RMR was lower in PCH. TH play a key role in shaping the RMR which has been already used for diagnosis and titrations in hypothyroidism [38]. While lower RMR is a characteristic of hypothyroid state, patients undergoing treatment should demonstrate normalized RMR levels. Such normalization was reported by Wolf et al. (1996), however, TSH-suppressive doses were used for this [39]. Although, lack of RMR increases despite increasing plasma fT3 level, was also reported [22]. The normalized TH blood concentration with slower RMR suggests a state of “tissue hypothyreosis condition” characterized by a difference between plasma THs and THs concentration and/or activity inside cells which is assumable when considering the complexity of mechanisms governing the proper tissue response to TH stimulation [40, 41]. Such phenomenon has already been observed in NA dynamics in non-treated hypothyroid subjects [42]. Other possible explanation of lower RMR can be resulting from deficiencies in other than triiodothyronine and thyroxine active substances secreted by the thyroid gland and/or THs-active intermediate metabolites [3, 43]. Some of the active substances from thyroid gland are present in desiccated thyroid extract, which may be one of the explanations of increased satisfaction with the therapy of patients taking desiccated thyroid extract than patients taking LT4 as noticed by Peterson et al. [5].

Likewise, postprandial thermogenesis was lower in PCH than control group, corroborating with the slow RMR. There are not many studies reporting postprandial thermogenesis in PCH. Similar to our results, no significant changes in postprandial thermogensis was observed either in hypohyroid, hyperhyroid, or euthyroid state by Al-Adsani et al. [20] although they were not compared to healthy control group, so that, those authors stated that postprandial thermogenesis values obtained in PCH were lower comparing to healthy standards [44, 45].

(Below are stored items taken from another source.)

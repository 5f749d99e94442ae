use crate::model::AnalysisResult;
use anyhow::{Context, Result};
use std::sync::mpsc as std_mpsc;
use std::sync::OnceLock;
use std::time::Duration;

// Clipboard worker channel, started on first copy.
static CLIPBOARD_SENDER: OnceLock<std_mpsc::Sender<String>> = OnceLock::new();

/// Start the clipboard worker if needed.
/// Each copy gets its own clipboard handle, held open long enough for Linux
/// clipboard managers to take ownership of the contents.
fn clipboard_worker() -> Result<&'static std_mpsc::Sender<String>> {
    CLIPBOARD_SENDER.get_or_init(|| {
        let (tx, rx) = std_mpsc::channel::<String>();

        std::thread::spawn(move || {
            use arboard::Clipboard;

            for text in rx {
                if let Ok(mut clipboard) = Clipboard::new() {
                    if clipboard.set_text(&text).is_ok() {
                        std::thread::sleep(Duration::from_secs(2));
                    }
                }
            }
        });

        tx
    });

    CLIPBOARD_SENDER
        .get()
        .ok_or_else(|| anyhow::anyhow!("Failed to initialize clipboard worker"))
}

/// Queue text for the clipboard without blocking the UI thread.
pub fn copy_to_clipboard(text: &str) -> Result<()> {
    clipboard_worker()?
        .send(text.to_string())
        .map_err(|_| anyhow::anyhow!("Clipboard worker channel closed"))?;
    Ok(())
}

/// Copy the analysis document as pretty JSON. Returns the copied length in bytes.
pub fn copy_raw_json(result: &AnalysisResult) -> Result<usize> {
    let text = serde_json::to_string_pretty(&result.raw).context("serialize analysis JSON")?;
    copy_to_clipboard(&text)?;
    Ok(text.len())
}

Additionally, PCH sympathetic activity was higher than healthy control group. In the present study pre-and post Glu ingestion A and NA levels were higher in PCH than in the controls as it has been also observed in untreated hypothyroid patients [2, 16]. This indicates that the PCH adrenergic reaction is not restored to the observed in healthy people. The increased sympathetic activity in untreated hypothyroid subjects may be a compensatory mechanism to achieve an appropriate level of tissue response to stimulation, since β-adrenoceptors responsiveness in hypothyroidism is reduced [16, 46]. Moreover, the rise in the level of A is an opposite reaction to that observed in healthy subjects [47, 48]. Since A is the hormone that exerts a strong thermogenic effect, it could be a way to increase thermogenesis which is reduced in hypothyroidism. However, if so, in both this and earlier study [2] it was ineffective.

It should be reported that this study addressed only female individuals and they might present different luteal phases. However, despite the heterogeneity of the groups in terms of their luteal phases, the analysis of the measured indicators showed no presence of distinct subgroups.

Concluding, we believe that although the currently recommended treatment for hypothyroidism does compensate THs level in blood, they do not accomplish to fully restore euthyreosis.